Where is yours? Where are the "notes" used in your catechesis? What are you taught? Why not post them? Why the secrecy? Secrecy is not Catholic.

Your "come and see" is gnosticism for there is nothing to see. You are not allowed to see until someone approves you for the next step, the next level of secrecy. This is gnosticism. In fact it is Masonic. Perhaps that is why your places of worship resemble Masonic temples:

Feel free to disprove. Post your catechism.


  1. But you will deny again that this has anything to do with you. You have now gone from your "facts" about the manner of distribution to now questioning the catechesis used by the NCW.....and you say this does not concern you.....the list is getting bigger Tim. Then again, this is your blog, you can do whatever, say whatever.

    1. Another pure deflection of the point. Tim's blog represents so many here on Guam. Instead of refuting his claims, you would rather attack his person.
      How about answering his questions or just don't respond. No response is better than your non-response.

    2. Yes, ad hominum. That's all they know. But for the record, and because you can't read, I nowhere "question" your catechesis. I am siding with you against the hearsay by giving you an opportunity to prove the first commenter wrong. Publish your catechism and we'll all go away.

  2. THE EUCHARIST: In the Eucharist, Kiko only sees the Resurrection, the feast, the exaltation, and joy. For him, the dimensions of sacrifice and the cross completely disappear. The error comes from attributing our salvation to Christ's Resurrection rather than to his sacrifice.

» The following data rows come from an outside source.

//! CEA-608 byte-pair extraction (ATSC A/53) and a pop-on caption decoder.
//!
//! Extraction walks the `cc_data` structure carried in H.264 SEI user data:
//! a count in the low five bits of the first byte, then triples of
//! `(flags, byte1, byte2)` starting at offset 2. Only valid 608 pairs
//! (cc_type 0 or 1) are kept; field 0 feeds channels 1/2, field 1 feeds
//! channels 3/4.

use tracing::trace;

/// Extract CEA-608 byte pairs per field from one user-data sample.
///
/// Pairs have their parity bit stripped; pairs that are all zero after
/// stripping are padding and dropped.
pub fn extract_cea608_pairs(bytes: &[u8]) -> [Vec<[u8; 2]>; 2] {
    let mut fields: [Vec<[u8; 2]>; 2] = [Vec::new(), Vec::new()];
    let Some(&first) = bytes.first() else {
        return fields;
    };
    let count = (first & 0x1f) as usize;
    let mut pos = 2;
    for _ in 0..count {
        if pos + 3 > bytes.len() {
            break;
        }
        let tmp = bytes[pos];
        let cc_valid = tmp & 0x04 != 0;
        let cc_type = tmp & 0x03;
        let pair = [bytes[pos + 1] & 0x7f, bytes[pos + 2] & 0x7f];
        pos += 3;
        if cc_valid && cc_type <= 1 && (pair[0] != 0 || pair[1] != 0) {
            fields[cc_type as usize].push(pair);
        }
    }
    fields
}

/// One decoded caption with its target CEA channel (1..=4).
#[derive(Debug, Clone, PartialEq)]
pub struct ChannelCue {
    pub channel: u8,
    pub start: f64,
    pub end: f64,
    pub text: String,
}

/// Decodes the byte-pair stream of one field into timed captions.
pub trait Cea608Decoder: Send {
    fn push_pairs(&mut self, pts: f64, pairs: &[[u8; 2]]);
    /// Drain captions completed since the last call.
    fn take_cues(&mut self) -> Vec<ChannelCue>;
    /// Drop all decoder state (used across sequence discontinuities).
    fn reset(&mut self);
}

// Standard-set replacements where 608 diverges from ASCII.
fn basic_char(byte: u8) -> Option<char> {
    match byte {
        0x2a => Some('á'),
        0x5c => Some('é'),
        0x5e => Some('í'),
        0x5f => Some('ó'),
        0x60 => Some('ú'),
        0x7b => Some('ç'),
        0x7c => Some('÷'),
        0x7d => Some('Ñ'),
        0x7e => Some('ñ'),
        0x7f => Some('█'),
        0x20..=0x7a => Some(byte as char),
        _ => None,
    }
}

// Special characters, 0x11 0x30-0x3f.
const SPECIAL_CHARS: [char; 16] = [
    '®', '°', '½', '¿', '™', '¢', '£', '♪', 'à', ' ', 'è', 'â', 'ê', 'î', 'ô', 'û',
];

#[derive(Default)]
struct ChannelState {
    displayed: String,
    non_displayed: String,
    display_start: Option<f64>,
}

/// Pop-on mode decoder for one field (two data channels).
///
/// Roll-up and paint-on modes are not decoded; their control codes clear
/// state but produce no cues.
pub struct PopOnDecoder {
    /// CEA channel number of this field's first data channel (1 or 3).
    base_channel: u8,
    channels: [ChannelState; 2],
    current: usize,
    last_control: Option<[u8; 2]>,
    cues: Vec<ChannelCue>,
}

impl PopOnDecoder {
    pub fn new(base_channel: u8) -> Self {
        PopOnDecoder {
            base_channel,
            channels: [ChannelState::default(), ChannelState::default()],
            current: 0,
            last_control: None,
            cues: Vec::new(),
        }
    }

    fn emit_displayed(&mut self, channel: usize, end: f64) {
        let state = &mut self.channels[channel];
        if let Some(start) = state.display_start.take()
            && !state.displayed.is_empty()
            && end > start
        {
            let text = std::mem::take(&mut state.displayed);
            trace!(channel = self.base_channel + channel as u8, %text, "caption completed");
            self.cues.push(ChannelCue {
                channel: self.base_channel + channel as u8,
                start,
                end,
                text,
            });
        } else {
            state.displayed.clear();
            state.display_start = None;
        }
    }

    fn control(&mut self, pts: f64, b1: u8, b2: u8) {
        let channel = usize::from(b1 & 0x08 != 0);
        self.current = channel;
        let b1 = b1 & 0xf7;

        match (b1, b2) {
            (0x14, 0x20) => {
                // Resume caption loading: pop-on composition begins.
            }
            (0x14, 0x2c) => {
                // Erase displayed memory ends the visible caption.
                self.emit_displayed(channel, pts);
            }
            (0x14, 0x2e) => {
                self.channels[channel].non_displayed.clear();
            }
            (0x14, 0x2f) => {
                // End of caption: flip memories, the composed text becomes
                // visible from this timestamp.
                self.emit_displayed(channel, pts);
                let state = &mut self.channels[channel];
                std::mem::swap(&mut state.displayed, &mut state.non_displayed);
                state.non_displayed.clear();
                state.display_start = Some(pts);
            }
            (0x11, 0x30..=0x3f) => {
                self.channels[channel]
                    .non_displayed
                    .push(SPECIAL_CHARS[(b2 - 0x30) as usize]);
            }
            (0x11, 0x20..=0x2f) => {
                // Mid-row style codes carry no text.
            }
            (0x10..=0x17, 0x40..=0x7f) => {
                // Preamble address code: row change.
                let buf = &mut self.channels[channel].non_displayed;
                if !buf.is_empty() && !buf.ends_with('\n') {
                    buf.push('\n');
                }
            }
            _ => {}
        }
    }

    fn printable(&mut self, b1: u8, b2: u8) {
        let buf = &mut self.channels[self.current].non_displayed;
        if let Some(c) = basic_char(b1) {
            buf.push(c);
        }
        if let Some(c) = basic_char(b2) {
            buf.push(c);
        }
    }
}

impl Cea608Decoder for PopOnDecoder {
    fn push_pairs(&mut self, pts: f64, pairs: &[[u8; 2]]) {
        for &[b1, b2] in pairs {
            if (0x10..=0x1f).contains(&b1) {
                // Control codes are transmitted twice; consume the double.
                if self.last_control == Some([b1, b2]) {
                    self.last_control = None;
                    continue;
                }
                self.last_control = Some([b1, b2]);
                self.control(pts, b1, b2);
            } else {
                self.last_control = None;
                if b1 >= 0x20 {
                    self.printable(b1, b2);
                }
            }
        }
    }

    fn take_cues(&mut self) -> Vec<ChannelCue> {
        std::mem::take(&mut self.cues)
    }

    fn reset(&mut self) {
        self.channels = [ChannelState::default(), ChannelState::default()];
        self.current = 0;
        self.last_control = None;
        self.cues.clear();
    }
}
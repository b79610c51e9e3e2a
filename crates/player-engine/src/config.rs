use std::sync::Arc;

// --- Level loading / retry ---

/// Retry policy for playlist loading.
#[derive(Debug, Clone)]
pub struct LevelLoadPolicy {
    /// Maximum number of scheduled level reload retries before an error is
    /// promoted to fatal.
    pub max_retry: u32,
    /// Base delay for the exponential backoff, in milliseconds.
    pub retry_delay_ms: u64,
    /// Hard cap on the computed backoff delay, in milliseconds.
    pub max_retry_timeout_ms: u64,
}

impl Default for LevelLoadPolicy {
    fn default() -> Self {
        Self {
            max_retry: 4,
            retry_delay_ms: 1000,
            max_retry_timeout_ms: 64_000,
        }
    }
}

// --- Latency / playback rate ---

/// Closed-loop latency controller tuning.
#[derive(Debug, Clone)]
pub struct LatencyConfig {
    /// Target distance from the live edge, in seconds.
    pub latency_target: f64,
    /// Dead band around the target within which the rate stays at 1.0.
    pub refresh_latency: f64,
    /// Sampling period of the controller, in milliseconds.
    pub tick_interval_ms: u64,
    /// Buffered-range gaps up to this many seconds count as contiguous.
    pub max_buffer_hole: f64,
}

impl Default for LatencyConfig {
    fn default() -> Self {
        Self {
            latency_target: 3.0,
            refresh_latency: 1.0,
            tick_interval_ms: 250,
            max_buffer_hole: 0.1,
        }
    }
}

// --- Captions ---

/// Caption/subtitle pipeline toggles and track naming.
#[derive(Debug, Clone)]
pub struct CaptionsConfig {
    pub enable_webvtt: bool,
    pub enable_imsc1: bool,
    pub enable_cea708_captions: bool,
    /// When false, cues are emitted as events instead of being pushed to a
    /// native text-track sink.
    pub render_text_tracks_natively: bool,
    /// Labels for the four embedded CEA caption channels.
    pub captions_track_labels: [String; 4],
    /// BCP 47 language codes for the four embedded CEA caption channels.
    pub captions_track_languages: [String; 4],
}

impl Default for CaptionsConfig {
    fn default() -> Self {
        Self {
            enable_webvtt: true,
            enable_imsc1: true,
            enable_cea708_captions: true,
            render_text_tracks_natively: false,
            captions_track_labels: [
                "English".to_string(),
                "Spanish".to_string(),
                "Unknown CC3".to_string(),
                "Unknown CC4".to_string(),
            ],
            captions_track_languages: [
                "en".to_string(),
                "es".to_string(),
                String::new(),
                String::new(),
            ],
        }
    }
}

// --- Top level ---

/// Aggregated engine configuration.
#[derive(Debug, Clone)]
pub struct PlayerConfig {
    /// Initial rendition index; `None` defers to the manifest's first entry.
    pub start_level: Option<usize>,
    pub level_load: LevelLoadPolicy,
    pub latency: LatencyConfig,
    pub captions: CaptionsConfig,
    /// EWMA half-life handed to the external bandwidth estimator for live
    /// streams, in seconds.
    pub abr_ewma_fast_live: f64,
}

impl Default for PlayerConfig {
    fn default() -> Self {
        Self {
            start_level: None,
            level_load: LevelLoadPolicy::default(),
            latency: LatencyConfig::default(),
            captions: CaptionsConfig::default(),
            abr_ewma_fast_live: 3.0,
        }
    }
}

/// What the attached media sink can decode, plus user-agent quirks.
///
/// Injected at engine construction so the controllers never consult global
/// environment state.
pub trait MediaCapabilities: Send + Sync {
    fn supports_audio_codec(&self, codec: &str) -> bool;
    fn supports_video_codec(&self, codec: &str) -> bool;
    /// True on user agents (Chrome, Firefox) whose demuxers misreport
    /// `mp4a.40.34`; the declared codec is erased so MPEG audio is
    /// auto-detected instead.
    fn mpeg_audio_quirk(&self) -> bool {
        false
    }
}

/// Capability descriptor that accepts every codec.
#[derive(Debug, Default)]
pub struct AssumeSupported;

impl MediaCapabilities for AssumeSupported {
    fn supports_audio_codec(&self, _codec: &str) -> bool {
        true
    }

    fn supports_video_codec(&self, _codec: &str) -> bool {
        true
    }
}

pub type SharedCapabilities = Arc<dyn MediaCapabilities>;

    Jesus came to die on the cross to give us salvation and not as Kiko says, "to return to his Father". It's the worthiness and goodness of Christ that saves us! And that worthiness consists of an absolute obedience to the Father even with consequences as extreme as death. This makes him worthy to become our mediator, the only mediating priest between us and God.

    The Catechism sees the dimension of sacrifice in the Eucharist which renews itself and becomes effective for us in the Eucharist. Of course even the dimensions of feast and joy can't be left out, that is, the joy in feeling loved by the Lord, in feeling loved for all he has done for us. This must be the reason for joy and not because the whole dimension of sacrifice and the cross has been made to disappear. Therefore, it isn't pagan (as Kiko says) to see the idea of sacrifice in the Eucharist. Rather, it isn't Catholic to not see it.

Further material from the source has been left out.